## EXTRACTED DATA

━━━━━━━━━━━━━━━━━━━━━━━━━━━━━━

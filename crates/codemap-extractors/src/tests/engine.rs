// Generic interpreter behaviour, exercised through small hand-written rule
// tables over the Python grammar

use super::test_utils::{extract, find, names};
use crate::base::SymbolKind;
use crate::engine::{SymbolExtractor, TreeSitterExtractor};
use crate::rules::{DocStrategy, LanguageSpec, NodeRule};
use tree_sitter::Language;

fn python(_: &str) -> Language {
    tree_sitter_python::LANGUAGE.into()
}

fn spec_with(class_rule: NodeRule) -> TreeSitterExtractor {
    let spec = LanguageSpec::new("python", &[".py"], python)
        .rule("class_definition", class_rule)
        .rule(
            "function_definition",
            NodeRule::new(SymbolKind::Function, &["identifier"])
                .signature(&["parameters"])
                .doc(DocStrategy::None),
        )
        .comments(&["comment"]);
    TreeSitterExtractor::new(spec)
}

const CODE: &str = r#"# Top-level helper.
def helper(x):
    return x

class Outer:
    def method(self):
        def nested():
            pass
        return nested

    class Inner:
        def deep(self):
            pass

if True:
    def conditional():
        pass
"#;

#[test]
fn test_functions_in_bodies_become_methods() {
    let extractor = spec_with(NodeRule::new(SymbolKind::Class, &["identifier"]).body(&["block"]));
    let symbols = extract(&extractor, CODE, "sample.py");

    let helper = find(&symbols, "helper").unwrap();
    assert_eq!(helper.kind, SymbolKind::Function);

    let outer = find(&symbols, "Outer").unwrap();
    assert_eq!(names(&outer.children), vec!["method", "Inner"]);
    assert_eq!(outer.children[0].kind, SymbolKind::Method);

    let inner = find(&symbols, "Inner").unwrap();
    assert_eq!(inner.kind, SymbolKind::Class);
    assert_eq!(inner.children[0].kind, SymbolKind::Method);
}

#[test]
fn test_rule_nodes_only_walk_their_body() {
    let extractor = spec_with(NodeRule::new(SymbolKind::Class, &["identifier"]).body(&["block"]));
    let symbols = extract(&extractor, CODE, "sample.py");

    // function_definition has no body path, so `nested` is never reached
    assert!(find(&symbols, "nested").is_none());
}

#[test]
fn test_unmapped_nodes_are_transparent() {
    let extractor = spec_with(NodeRule::new(SymbolKind::Class, &["identifier"]).body(&["block"]));
    let symbols = extract(&extractor, CODE, "sample.py");

    assert_eq!(names(&symbols), vec!["helper", "Outer", "conditional"]);
    assert_eq!(find(&symbols, "conditional").unwrap().kind, SymbolKind::Function);
}

#[test]
fn test_member_kinds_kept_when_asked() {
    let extractor = spec_with(
        NodeRule::new(SymbolKind::Module, &["identifier"])
            .body(&["block"])
            .keep_member_kinds(),
    );
    let symbols = extract(&extractor, CODE, "sample.py");

    let outer = find(&symbols, "Outer").unwrap();
    assert_eq!(outer.kind, SymbolKind::Module);
    assert_eq!(outer.children[0].kind, SymbolKind::Function);
}

#[test]
fn test_unnamed_nodes_are_skipped() {
    let extractor = spec_with(
        NodeRule::new(SymbolKind::Class, &["no_such_child/identifier"]).body(&["block"]),
    );
    let symbols = extract(&extractor, CODE, "sample.py");

    assert_eq!(names(&symbols), vec!["helper", "conditional"]);
}

#[test]
fn test_first_matching_name_path_wins() {
    let extractor = spec_with(
        NodeRule::new(SymbolKind::Class, &["missing", "identifier", "block"]).body(&["block"]),
    );
    let symbols = extract(&extractor, CODE, "sample.py");

    assert!(find(&symbols, "Outer").is_some());
}

#[test]
fn test_preceding_comment_and_lines() {
    let spec = LanguageSpec::new("python", &[".py"], python).rule(
        "function_definition",
        NodeRule::new(SymbolKind::Function, &["identifier"]).signature(&["parameters"]),
    );
    let extractor = TreeSitterExtractor::new(spec);
    let symbols = extractor.extract(CODE, "sample.py").unwrap();

    let helper = &symbols[0];
    assert_eq!(helper.name, "helper");
    assert_eq!(helper.docstring.as_deref(), Some("Top-level helper."));
    assert_eq!(helper.signature.as_deref(), Some("(x)"));
    assert_eq!((helper.lines.start, helper.lines.end), (2, 3));
}

#[test]
fn test_comment_separated_by_blank_line_is_ignored() {
    let code = "# Unrelated note.\n\ndef lonely():\n    pass\n";
    let spec = LanguageSpec::new("python", &[".py"], python).rule(
        "function_definition",
        NodeRule::new(SymbolKind::Function, &["identifier"]),
    );
    let symbols = TreeSitterExtractor::new(spec).extract(code, "a.py").unwrap();

    assert_eq!(symbols.len(), 1);
    assert!(symbols[0].docstring.is_none());
}

#[test]
fn test_garbage_input_is_a_syntax_failure() {
    let extractor = spec_with(NodeRule::new(SymbolKind::Class, &["identifier"]).body(&["block"]));
    let result = extractor.extract(")))) (((( ::: ", "broken.py");
    assert!(result.is_err());
}

#[test]
fn test_empty_source_yields_nothing() {
    let extractor = spec_with(NodeRule::new(SymbolKind::Class, &["identifier"]).body(&["block"]));
    assert!(extractor.extract("", "empty.py").unwrap().is_empty());
}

━━━━━━━━━━━━━━━━━━━━━━━━━━━━━━

## DIRECTIONS
Print all the material, keeping every line identical to the original.

## RESPONSE
filename crates/codemap-extractors/src/tests/engine.rs
// Generic interpreter behaviour, exercised through small hand-written rule
// tables over the Python grammar

use super::test_utils::{extract, find, names};
use crate::base::SymbolKind;
use crate::engine::{SymbolExtractor, TreeSitterExtractor};
use crate::rules::{DocStrategy, LanguageSpec, NodeRule};
use tree_sitter::Language;

fn python(_: &str) -> Language {
    tree_sitter_python::LANGUAGE.into()
}

fn spec_with(class_rule: NodeRule) -> TreeSitterExtractor {
    let spec = LanguageSpec::new("python", &[".py"], python)
        .rule("class_definition", class_rule)
        .rule(
            "function_definition",
            NodeRule::new(SymbolKind::Function, &["identifier"])
                .signature(&["parameters"])
                .doc(DocStrategy::None),
        )
        .comments(&["comment"]);
    TreeSitterExtractor::new(spec)
}

const CODE: &str = r#"# Top-level helper.
def helper(x):
    return x

class Outer:
    def method(self):
        def nested():
            pass
        return nested

    class Inner:
        def deep(self):
            pass

if True:
    def conditional():
        pass
"#;

#[test]
fn test_functions_in_bodies_become_methods() {
    let extractor = spec_with(NodeRule::new(SymbolKind::Class, &["identifier"]).body(&["block"]));
    let symbols = extract(&extractor, CODE, "sample.py");

    let helper = find(&symbols, "helper").unwrap();
    assert_eq!(helper.kind, SymbolKind::Function);

    let outer = find(&symbols, "Outer").unwrap();
    assert_eq!(names(&outer.children), vec!["method", "Inner"]);
    assert_eq!(outer.children[0].kind, SymbolKind::Method);

    let inner = find(&symbols, "Inner").unwrap();
    assert_eq!(inner.kind, SymbolKind::Class);
    assert_eq!(inner.children[0].kind, SymbolKind::Method);
}

#[test]
fn test_rule_nodes_only_walk_their_body() {
    let extractor = spec_with(NodeRule::new(SymbolKind::Class, &["identifier"]).body(&["block"]));
    let symbols = extract(&extractor, CODE, "sample.py");

    // function_definition has no body path, so `nested` is never reached
    assert!(find(&symbols, "nested").is_none());
}

#[test]
fn test_unmapped_nodes_are_transparent() {
    let extractor = spec_with(NodeRule::new(SymbolKind::Class, &["identifier"]).body(&["block"]));
    let symbols = extract(&extractor, CODE, "sample.py");

    assert_eq!(names(&symbols), vec!["helper", "Outer", "conditional"]);
    assert_eq!(find(&symbols, "conditional").unwrap().kind, SymbolKind::Function);
}

#[test]
fn test_member_kinds_kept_when_asked() {
    let extractor = spec_with(
        NodeRule::new(SymbolKind::Module, &["identifier"])
            .body(&["block"])
            .keep_member_kinds(),
    );
    let symbols = extract(&extractor, CODE, "sample.py");

    let outer = find(&symbols, "Outer").unwrap();
    assert_eq!(outer.kind, SymbolKind::Module);
    assert_eq!(outer.children[0].kind, SymbolKind::Function);
}

#[test]
fn test_unnamed_nodes_are_skipped() {
    let extractor = spec_with(
        NodeRule::new(SymbolKind::Class, &["no_such_child/identifier"]).body(&["block"]),
    );
    let symbols = extract(&extractor, CODE, "sample.py");

    assert_eq!(names(&symbols), vec!["helper", "conditional"]);
}

#[test]
fn test_first_matching_name_path_wins() {
    let extractor = spec_with(
        NodeRule::new(SymbolKind::Class, &["missing", "identifier", "block"]).body(&["block"]),
    );
    let symbols = extract(&extractor, CODE, "sample.py");

    assert!(find(&symbols, "Outer").is_some());
}

#[test]
fn test_preceding_comment_and_lines() {
    let spec = LanguageSpec::new("python", &[".py"], python).rule(
        "function_definition",
        NodeRule::new(SymbolKind::Function, &["identifier"]).signature(&["parameters"]),
    );
    let extractor = TreeSitterExtractor::new(spec);
    let symbols = extractor.extract(CODE, "sample.py").unwrap();

    let helper = &symbols[0];
    assert_eq!(helper.name, "helper");
    assert_eq!(helper.docstring.as_deref(), Some("Top-level helper."));
    assert_eq!(helper.signature.as_deref(), Some("(x)"));
    assert_eq!((helper.lines.start, helper.lines.end), (2, 3));
}

#[test]
fn test_comment_separated_by_blank_line_is_ignored() {
    let code = "# Unrelated note.\n\ndef lonely():\n    pass\n";
    let spec = LanguageSpec::new("python", &[".py"], python).rule(
        "function_definition",
        NodeRule::new(SymbolKind::Function, &["identifier"]),
    );
    let symbols = TreeSitterExtractor::new(spec).extract(code, "a.py").unwrap();

    assert_eq!(symbols.len(), 1);
    assert!(symbols[0].docstring.is_none());
}

#[test]
fn test_garbage_input_is_a_syntax_failure() {
    let extractor = spec_with(NodeRule::new(SymbolKind::Class, &["identifier"]).body(&["block"]));
    let result = extractor.extract(")))) (((( ::: ", "broken.py");
    assert!(result.is_err());
}

#[test]
fn test_empty_source_yields_nothing() {
    let extractor = spec_with(NodeRule::new(SymbolKind::Class, &["identifier"]).body(&["block"]));
    assert!(extractor.extract("", "empty.py").unwrap().is_empty());
}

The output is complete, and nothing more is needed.